Pour que le diplôme du BEPC puisse phagocyter la fonction de promotion interne remplie par le système d’évaluation continue, et même conditionner la candidature des élèves au Baccalauréat, il faut que l’examen qui y donne accès soit lui-même réformé, dans le sens de plus de fiabilité, de justice et de validité statistique, au besoin en intégrant très largement les résultats obtenus par les élèves aux épreuves d’évaluation continue, comme l’ont fait par exemple les autorités de l’Education en France.

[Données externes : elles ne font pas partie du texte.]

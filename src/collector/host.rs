//! Native host provider built on `sysinfo`.
//!
//! Outside a browser there is no page visibility or battery API, so those
//! categories report `NotSupported` and show up as unavailable readings.

use crate::collector::provider::{
    ActivitySource, BatterySource, MemorySource, NetworkSource, ProbeError,
    SignalError, SignalSources, StaticProbe,
};
use crate::collector::types::{
    ActivityReading, BatteryReading, BrowserInfo, DeviceInfo, DisplayInfo, MemoryReading,
    NetworkReading, StaticSnapshot,
};
use async_trait::async_trait;
use chrono::Utc;
use std::collections::BTreeMap;
use std::sync::Mutex;
use sysinfo::{Networks, System};

/// Captures device facts from the operating system.
#[derive(Debug, Default)]
pub struct HostProbe;

#[async_trait]
impl StaticProbe for HostProbe {
    async fn capture(&self) -> Result<StaticSnapshot, ProbeError> {
        tokio::task::spawn_blocking(capture_host_snapshot)
            .await
            .map_err(|e| ProbeError::Failed(e.to_string()))
    }
}

fn capture_host_snapshot() -> StaticSnapshot {
    let mut sys = System::new();
    sys.refresh_cpu();
    sys.refresh_memory();

    let cpu_cores = match sys.cpus().len() {
        0 => None,
        n => Some(n as u32),
    };
    let device_memory_gb = match sys.total_memory() {
        0 => None,
        bytes => Some(bytes as f64 / (1024.0 * 1024.0 * 1024.0)),
    };

    let hostname = hostname::get()
        .ok()
        .and_then(|h| h.into_string().ok())
        .or_else(System::host_name);

    let mut capabilities = BTreeMap::new();
    capabilities.insert("memory_stats".to_string(), device_memory_gb.is_some());
    capabilities.insert("network_interfaces".to_string(), true);
    capabilities.insert("page_visibility".to_string(), false);
    capabilities.insert("battery_status".to_string(), false);

    StaticSnapshot {
        captured_at: Utc::now(),
        device: DeviceInfo {
            cpu_cores,
            device_memory_gb,
            platform: System::name().or_else(|| Some(std::env::consts::OS.to_string())),
            os_version: System::os_version(),
            hostname,
        },
        display: DisplayInfo::default(),
        browser: BrowserInfo {
            user_agent: Some(format!("{}/{}", crate::PRODUCER_NAME, crate::VERSION)),
            language: std::env::var("LANG").ok(),
            timezone: std::env::var("TZ").ok(),
        },
        capabilities,
    }
}

/// Reports whether any non-loopback interface is carrying traffic.
pub struct HostNetworkSource {
    networks: Mutex<Networks>,
}

impl HostNetworkSource {
    pub fn new() -> Self {
        Self {
            networks: Mutex::new(Networks::new_with_refreshed_list()),
        }
    }
}

impl Default for HostNetworkSource {
    fn default() -> Self {
        Self::new()
    }
}

impl NetworkSource for HostNetworkSource {
    fn read(&self) -> Result<NetworkReading, SignalError> {
        let mut networks = self
            .networks
            .lock()
            .map_err(|_| SignalError::ReadFailed("network state lock poisoned".into()))?;
        networks.refresh();

        let mut active: Vec<&str> = networks
            .iter()
            .filter(|(name, data)| !is_loopback(name) && data.total_received() > 0)
            .map(|(name, _)| name.as_str())
            .collect();
        active.sort_unstable();

        Ok(NetworkReading {
            online: !active.is_empty(),
            connection_type: active.first().and_then(|name| classify_interface(name)),
            effective_type: None,
            rtt_ms: None,
            downlink_mbps: None,
            save_data: None,
        })
    }
}

fn is_loopback(name: &str) -> bool {
    name == "lo" || name.starts_with("lo0") || name.eq_ignore_ascii_case("loopback")
}

/// Guess the link type from conventional interface names.
/// BSD-style `en<N>` may be either wired or wireless, so it stays unknown.
fn classify_interface(name: &str) -> Option<String> {
    const WIRED_PREFIXES: [&str; 5] = ["eth", "enp", "eno", "ens", "enx"];
    let kind = if name.starts_with("wl") || name.starts_with("wifi") {
        "wifi"
    } else if WIRED_PREFIXES.iter().any(|p| name.starts_with(p)) {
        "ethernet"
    } else if name.starts_with("ww") || name.starts_with("rmnet") {
        "cellular"
    } else {
        return None;
    };
    Some(kind.to_string())
}

/// System memory usage.
pub struct HostMemorySource {
    system: Mutex<System>,
}

impl HostMemorySource {
    pub fn new() -> Self {
        Self {
            system: Mutex::new(System::new()),
        }
    }
}

impl Default for HostMemorySource {
    fn default() -> Self {
        Self::new()
    }
}

impl MemorySource for HostMemorySource {
    fn read(&self) -> Result<MemoryReading, SignalError> {
        let mut system = self
            .system
            .lock()
            .map_err(|_| SignalError::ReadFailed("memory state lock poisoned".into()))?;
        system.refresh_memory();

        let total_bytes = system.total_memory();
        if total_bytes == 0 {
            return Err(SignalError::NotSupported);
        }
        Ok(MemoryReading {
            used_bytes: system.used_memory(),
            total_bytes,
            limit_bytes: None,
        })
    }
}

/// Page visibility has no native equivalent.
#[derive(Debug, Default)]
pub struct HostActivitySource;

impl ActivitySource for HostActivitySource {
    fn read(&self) -> Result<ActivityReading, SignalError> {
        Err(SignalError::NotSupported)
    }
}

/// Battery status is not exposed by `sysinfo`.
#[derive(Debug, Default)]
pub struct HostBatterySource;

impl BatterySource for HostBatterySource {
    fn read(&self) -> Result<BatteryReading, SignalError> {
        Err(SignalError::NotSupported)
    }
}

/// Host-backed sources for every category.
pub fn host_sources() -> SignalSources {
    SignalSources {
        network: Box::new(HostNetworkSource::new()),
        memory: Box::new(HostMemorySource::new()),
        activity: Box::new(HostActivitySource),
        battery: Box::new(HostBatterySource),
    }
}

Dans l’hexagone en effet, le BEPC ou Diplôme national du Brevet, est attribué sur la base d’un dispositif combinant les notes obtenues à un examen organisé par les instances académiques officielles, et constitué seulement de trois épreuves écrites (par exemple en Maths, Français, Histoire-Géographie), et les résultats de l’évaluation continue en classe dans un certain nombre de matières (par exemple, Langue vivante, Sciences Physiques, Sciences de la Vie et de la Terre, Education Physique et Sportive, Education artistique, Technologie).